Medical Office Manager Job Description
Healthcare office managers, also known as medical office managers, are administrative staff who handle the day-to-day operations of medical facilities, such as doctor's offices, hospitals or nursing homes. Medical office manager responsibilities are in many ways similar to those of other types of office managers, in that they must create schedules, manage budgets, maintain records and assign work to those under them. However, there are also numerous other responsibilities that medical office managers must attend to, such as ensuring the facility complies with government regulations in regards to healthcare and sensitive personal information.
As one might expect, medical office managers work closely with doctors, nurses, and allied health personnel at their facility to ensure that patients are receiving adequate care. They may also interact with insurance companies and medical suppliers. Medical office managers typically work full-time schedules, and the position is one that may require overtime on occasion.
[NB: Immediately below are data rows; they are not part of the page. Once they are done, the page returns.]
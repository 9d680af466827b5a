//! Conversation store: conversations, messages, watch rules.
//!
//! All writes go through a single-writer queue task that owns its own
//! connection, which keeps message ordering deterministic (timestamps
//! within a conversation never decrease). Reads run concurrently on a
//! separate connection.

use std::sync::Mutex;

use chrono::{DateTime, Utc};
use rusqlite::Connection;
use tokio::sync::{mpsc, oneshot};
use tracing::{debug, info, warn};
use uuid::Uuid;

use netmind_core::types::{ConversationId, RuleId, TargetRef};

use crate::error::{Result, StoreError};
use crate::types::*;

/// A queued write, executed in submission order by the writer task.
type WriteJob = Box<dyn FnOnce(&Connection) + Send>;

const WRITE_QUEUE_DEPTH: usize = 256;

pub struct ConversationStore {
    read_conn: Mutex<Connection>,
    write_tx: mpsc::Sender<WriteJob>,
}

impl ConversationStore {
    /// Start the writer task. `write_conn` is owned by the queue task;
    /// `read_conn` serves concurrent reads.
    pub fn spawn(write_conn: Connection, read_conn: Connection) -> Self {
        let (write_tx, mut rx) = mpsc::channel::<WriteJob>(WRITE_QUEUE_DEPTH);
        tokio::spawn(async move {
            while let Some(job) = rx.recv().await {
                job(&write_conn);
            }
            debug!("conversation writer task stopped");
        });
        Self {
            read_conn: Mutex::new(read_conn),
            write_tx,
        }
    }

    async fn enqueue<T, F>(&self, f: F) -> Result<T>
    where
        T: Send + 'static,
        F: FnOnce(&Connection) -> Result<T> + Send + 'static,
    {
        let (tx, rx) = oneshot::channel();
        let job: WriteJob = Box::new(move |conn| {
            let _ = tx.send(f(conn));
        });
        self.write_tx
            .send(job)
            .await
            .map_err(|_| StoreError::WriterGone("write queue closed".into()))?;
        rx.await
            .map_err(|_| StoreError::WriterGone("writer dropped reply".into()))?
    }

    // --- conversations -----------------------------------------------------

    /// Create the conversation row if absent and bump `last_activity_at`.
    pub async fn touch_conversation(&self, id: &ConversationId) -> Result<Conversation> {
        let id = id.clone();
        self.enqueue(move |conn| {
            let now = Utc::now().to_rfc3339();
            conn.execute(
                "INSERT INTO conversations (id, started_at, last_activity_at)
                 VALUES (?1, ?2, ?2)
                 ON CONFLICT(id) DO UPDATE SET last_activity_at = ?2",
                rusqlite::params![id.as_str(), now],
            )?;
            conn.query_row(
                "SELECT id, started_at, last_activity_at, metadata
                 FROM conversations WHERE id = ?1",
                [id.as_str()],
                row_to_conversation,
            )
            .map_err(Into::into)
        })
        .await
    }

    // --- messages ----------------------------------------------------------

    /// Append a message. The writer assigns the id and a timestamp that
    /// never decreases within the conversation, and bumps the
    /// conversation's activity clock.
    pub async fn append_message(&self, new: NewMessage) -> Result<StoredMessage> {
        self.enqueue(move |conn| {
            let now_dt = Utc::now();
            let conv = new.conversation_id.as_str();
            conn.execute(
                "INSERT INTO conversations (id, started_at, last_activity_at)
                 VALUES (?1, ?2, ?2)
                 ON CONFLICT(id) DO UPDATE SET last_activity_at = ?2",
                rusqlite::params![conv, now_dt.to_rfc3339()],
            )?;

            // Clamp to the newest existing timestamp so ordering within the
            // conversation never goes backwards, even across clock skips.
            let last: Option<String> = conn
                .query_row(
                    "SELECT MAX(timestamp) FROM messages WHERE conversation_id = ?1",
                    [conv],
                    |row| row.get(0),
                )
                .ok()
                .flatten();
            let timestamp = match last.and_then(|s| {
                DateTime::parse_from_rfc3339(&s)
                    .ok()
                    .map(|dt| dt.with_timezone(&Utc))
            }) {
                Some(prev) if prev > now_dt => prev,
                _ => now_dt,
            };

            let id = format!("msg-{}", Uuid::new_v4());
            conn.execute(
                "INSERT INTO messages
                    (id, conversation_id, role, text, timestamp, blocks, metadata)
                 VALUES (?1, ?2, ?3, ?4, ?5, ?6, ?7)",
                rusqlite::params![
                    id,
                    conv,
                    new.role.as_str(),
                    new.text,
                    timestamp.to_rfc3339(),
                    new.blocks.to_string(),
                    new.metadata.to_string()
                ],
            )?;

            Ok(StoredMessage {
                id,
                conversation_id: new.conversation_id,
                role: new.role,
                text: new.text,
                timestamp,
                blocks: new.blocks,
                metadata: new.metadata,
            })
        })
        .await
    }

    /// Apply a patch (loading → final transitions). `None` fields keep the
    /// stored value.
    pub async fn update_message(&self, id: &str, patch: MessagePatch) -> Result<StoredMessage> {
        let id = id.to_string();
        self.enqueue(move |conn| {
            let n = conn.execute(
                "UPDATE messages SET
                    text     = COALESCE(?1, text),
                    blocks   = COALESCE(?2, blocks),
                    metadata = COALESCE(?3, metadata)
                 WHERE id = ?4",
                rusqlite::params![
                    patch.text,
                    patch.blocks.map(|b| b.to_string()),
                    patch.metadata.map(|m| m.to_string()),
                    id
                ],
            )?;
            if n == 0 {
                return Err(StoreError::NotFound(format!("message {id}")));
            }
            conn.query_row(
                "SELECT id, conversation_id, role, text, timestamp, blocks, metadata
                 FROM messages WHERE id = ?1",
                [&id],
                row_to_message,
            )
            .map_err(Into::into)
        })
        .await
    }

    pub fn get_message(&self, id: &str) -> Result<Option<StoredMessage>> {
        let conn = self.read_conn.lock().unwrap();
        match conn.query_row(
            "SELECT id, conversation_id, role, text, timestamp, blocks, metadata
             FROM messages WHERE id = ?1",
            [id],
            row_to_message,
        ) {
            Ok(m) => Ok(Some(m)),
            Err(rusqlite::Error::QueryReturnedNoRows) => Ok(None),
            Err(e) => Err(e.into()),
        }
    }

    /// Messages for a conversation, oldest first.
    pub fn messages(&self, conversation: &ConversationId, limit: usize) -> Result<Vec<StoredMessage>> {
        let conn = self.read_conn.lock().unwrap();
        let mut stmt = conn.prepare(
            "SELECT id, conversation_id, role, text, timestamp, blocks, metadata
             FROM messages WHERE conversation_id = ?1
             ORDER BY timestamp DESC LIMIT ?2",
        )?;
        let rows = stmt.query_map(
            rusqlite::params![conversation.as_str(), limit as i64],
            row_to_message,
        )?;
        let mut msgs: Vec<_> = rows.filter_map(|r| r.ok()).collect();
        msgs.reverse();
        Ok(msgs)
    }

    // --- watch rules -------------------------------------------------------

    pub async fn insert_rule(&self, rule: WatchRuleRecord) -> Result<()> {
        self.enqueue(move |conn| {
            conn.execute(
                "INSERT INTO watch_rules
                    (id, conversation_id, target_id, target_type, intent, started_at,
                     expires_at, poll_interval_ms, change_threshold, active,
                     last_polled, last_change)
                 VALUES (?1, ?2, ?3, ?4, ?5, ?6, ?7, ?8, ?9, ?10, ?11, ?12)",
                rusqlite::params![
                    rule.id.as_str(),
                    rule.conversation_id.as_str(),
                    rule.target.id,
                    rule.target.kind.to_string(),
                    rule.intent,
                    rule.started_at.to_rfc3339(),
                    rule.expires_at.to_rfc3339(),
                    rule.poll_interval_ms as i64,
                    rule.change_threshold,
                    rule.active as i64,
                    rule.last_polled.map(|t| t.to_rfc3339()),
                    rule.last_change.map(|t| t.to_rfc3339()),
                ],
            )?;
            info!(rule_id = %rule.id, target = %rule.target, "watch rule persisted");
            Ok(())
        })
        .await
    }

    pub fn get_rule(&self, id: &RuleId) -> Result<Option<WatchRuleRecord>> {
        let conn = self.read_conn.lock().unwrap();
        match conn.query_row(
            &format!("{RULE_SELECT} WHERE id = ?1"),
            [id.as_str()],
            row_to_rule,
        ) {
            Ok(r) => Ok(Some(r)),
            Err(rusqlite::Error::QueryReturnedNoRows) => Ok(None),
            Err(e) => Err(e.into()),
        }
    }

    /// Rules, optionally only those still active.
    pub fn list_rules(&self, active_only: bool) -> Result<Vec<WatchRuleRecord>> {
        let conn = self.read_conn.lock().unwrap();
        let sql = if active_only {
            format!("{RULE_SELECT} WHERE active = 1 ORDER BY started_at")
        } else {
            format!("{RULE_SELECT} ORDER BY started_at")
        };
        let mut stmt = conn.prepare(&sql)?;
        let rows = stmt.query_map([], row_to_rule)?;
        Ok(rows.filter_map(|r| r.ok()).collect())
    }

    /// Active rules for one target (auto-watch extension check).
    pub fn active_rules_for_target(&self, target: &TargetRef) -> Result<Vec<WatchRuleRecord>> {
        let conn = self.read_conn.lock().unwrap();
        let mut stmt = conn.prepare(&format!(
            "{RULE_SELECT} WHERE active = 1 AND target_id = ?1 AND target_type = ?2"
        ))?;
        let rows = stmt.query_map(
            rusqlite::params![target.id, target.kind.to_string()],
            row_to_rule,
        )?;
        Ok(rows.filter_map(|r| r.ok()).collect())
    }

    /// Deactivate a rule (stop or expiry). The row is kept so change logs
    /// stay reachable after the rule is gone from listings.
    pub async fn set_rule_active(&self, id: &RuleId, active: bool) -> Result<()> {
        let id = id.clone();
        self.enqueue(move |conn| {
            let n = conn.execute(
                "UPDATE watch_rules SET active = ?1 WHERE id = ?2",
                rusqlite::params![active as i64, id.as_str()],
            )?;
            if n == 0 {
                return Err(StoreError::NotFound(format!("watch rule {id}")));
            }
            Ok(())
        })
        .await
    }

    pub async fn extend_rule(&self, id: &RuleId, expires_at: DateTime<Utc>) -> Result<()> {
        let id = id.clone();
        self.enqueue(move |conn| {
            let n = conn.execute(
                "UPDATE watch_rules SET expires_at = ?1, active = 1 WHERE id = ?2",
                rusqlite::params![expires_at.to_rfc3339(), id.as_str()],
            )?;
            if n == 0 {
                return Err(StoreError::NotFound(format!("watch rule {id}")));
            }
            debug!(rule_id = %id, "watch rule expiry extended");
            Ok(())
        })
        .await
    }

    pub async fn mark_rule_polled(
        &self,
        id: &RuleId,
        polled_at: DateTime<Utc>,
        changed_at: Option<DateTime<Utc>>,
    ) -> Result<()> {
        let id = id.clone();
        self.enqueue(move |conn| {
            let n = conn.execute(
                "UPDATE watch_rules SET
                    last_polled = ?1,
                    last_change = COALESCE(?2, last_change)
                 WHERE id = ?3",
                rusqlite::params![
                    polled_at.to_rfc3339(),
                    changed_at.map(|t| t.to_rfc3339()),
                    id.as_str()
                ],
            )?;
            if n == 0 {
                warn!(rule_id = %id, "poll bookkeeping for unknown rule");
            }
            Ok(())
        })
        .await
    }
}

const RULE_SELECT: &str = "SELECT id, conversation_id, target_id, target_type, intent, \
     started_at, expires_at, poll_interval_ms, change_threshold, active, \
     last_polled, last_change FROM watch_rules";

fn ts(s: String) -> rusqlite::Result<DateTime<Utc>> {
    DateTime::parse_from_rfc3339(&s)
        .map(|dt| dt.with_timezone(&Utc))
        .map_err(|e| {
            rusqlite::Error::FromSqlConversionFailure(0, rusqlite::types::Type::Text, Box::new(e))
        })
}

fn row_to_conversation(row: &rusqlite::Row<'_>) -> rusqlite::Result<Conversation> {
    let id: String = row.get(0)?;
    let metadata: String = row.get(3)?;
    Ok(Conversation {
        id: ConversationId(id),
        started_at: ts(row.get(1)?)?,
        last_activity_at: ts(row.get(2)?)?,
        metadata: serde_json::from_str(&metadata)
            .unwrap_or(serde_json::Value::Object(Default::default())),
    })
}

fn row_to_message(row: &rusqlite::Row<'_>) -> rusqlite::Result<StoredMessage> {
    let conv: String = row.get(1)?;
    let role: String = row.get(2)?;
    let blocks: String = row.get(5)?;
    let metadata: String = row.get(6)?;
    Ok(StoredMessage {
        id: row.get(0)?,
        conversation_id: ConversationId(conv),
        role: role.parse().unwrap_or(Role::System),
        text: row.get(3)?,
        timestamp: ts(row.get(4)?)?,
        blocks: serde_json::from_str(&blocks).unwrap_or(serde_json::Value::Array(Vec::new())),
        metadata: serde_json::from_str(&metadata)
            .unwrap_or(serde_json::Value::Object(Default::default())),
    })
}

fn row_to_rule(row: &rusqlite::Row<'_>) -> rusqlite::Result<WatchRuleRecord> {
    let id: String = row.get(0)?;
    let conv: String = row.get(1)?;
    let target_id: String = row.get(2)?;
    let target_type: String = row.get(3)?;
    let last_polled: Option<String> = row.get(10)?;
    let last_change: Option<String> = row.get(11)?;
    Ok(WatchRuleRecord {
        id: RuleId(id),
        conversation_id: ConversationId(conv),
        target: TargetRef {
            kind: target_type
                .parse()
                .unwrap_or(netmind_core::types::TargetKind::Service),
            id: target_id,
        },
        intent: row.get(4)?,
        started_at: ts(row.get(5)?)?,
        expires_at: ts(row.get(6)?)?,
        poll_interval_ms: row.get::<_, i64>(7)? as u64,
        change_threshold: row.get(8)?,
        active: row.get::<_, i64>(9)? != 0,
        last_polled: last_polled.map(ts).transpose()?,
        last_change: last_change.map(ts).transpose()?,
    })
}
Medical Office Manager Education Requirements
To begin a career as a medical office manager, it is generally required to hold at least a bachelor's degree, although master's degrees are sometimes preferred. Degrees in areas such as public health administration, business administration, and nursing are among the most common. Bachelor's degree programs in these majors commonly include courses such as:
- Healthcare information systems management
- Leadership and ethics in healthcare
- Quality assessment for patient care improvement
- Finance for healthcare
While an education in medicine is not strictly necessary, some courses in basic areas such as anatomy and physiology or microbiology may be worthwhile. For individuals who are already educated in a medical field, such as nurses, and are looking to advance their careers, past work experience can be very beneficial, especially when combined with a master's degree. Online programs in business administration and healthcare administration are fairly common, and can usually be completed entirely online.
Medical Office Manager Licensure and Certification Requirements
Certain positions may require that job candidates hold a valid Registered Nurse (RN) license or social work license, and nursing home administrators must be licensed in every state. To receive a license to work as a nursing home administrator in most states, an individual must be a legal adult, hold a bachelor's degree, complete any state-mandated training, and pass the licensing exam. Consult the licensing board in your state for the most accurate information.
Certification is not required to work as a medical office manager in most states. However, it may be well-regarded by potential employers. While several certifying organizations exist, some with a high degree of specificity, the primary certifying organization for medical office managers is the Professional Association of Healthcare Office Management (PAHCOM), which offers a credential known as the Certified Medical Manager (CMM). To earn this credential, an applicant must have at least 2 years of administration experience and have completed 12 credits of post-secondary education that is directly related to healthcare administration. For those with greater than 2 years of experience, each additional year reduces the number of credits required by 1. Applicants must then pass a certification exam consisting of 200 questions that cover a variety of areas related to healthcare administration. The CMM credential is then valid for 2 years and must be renewed by completing 24 continuing education units.
Medical Office Manager Salary
Medical and health service managers had a median annual income of $99,730 in 2018, according to the Bureau of Labor Statistics. Those working for the government or at hospitals had the highest median pay, at $110,460 and $108,730 respectively, while medical office managers working at residential care and nursing home facilities made $84,260. Job growth for medical and health service managers is exceptional. It's predicted to be at 18% over the ten years from 2018 to 2028. Much of this growth is attributed to the medical needs of the large elderly population in the U.S., although growth in areas related to electronic health records is also significant. Those seeking work in this field can expect to see the best results if they possess a master's degree or education in healthcare information systems.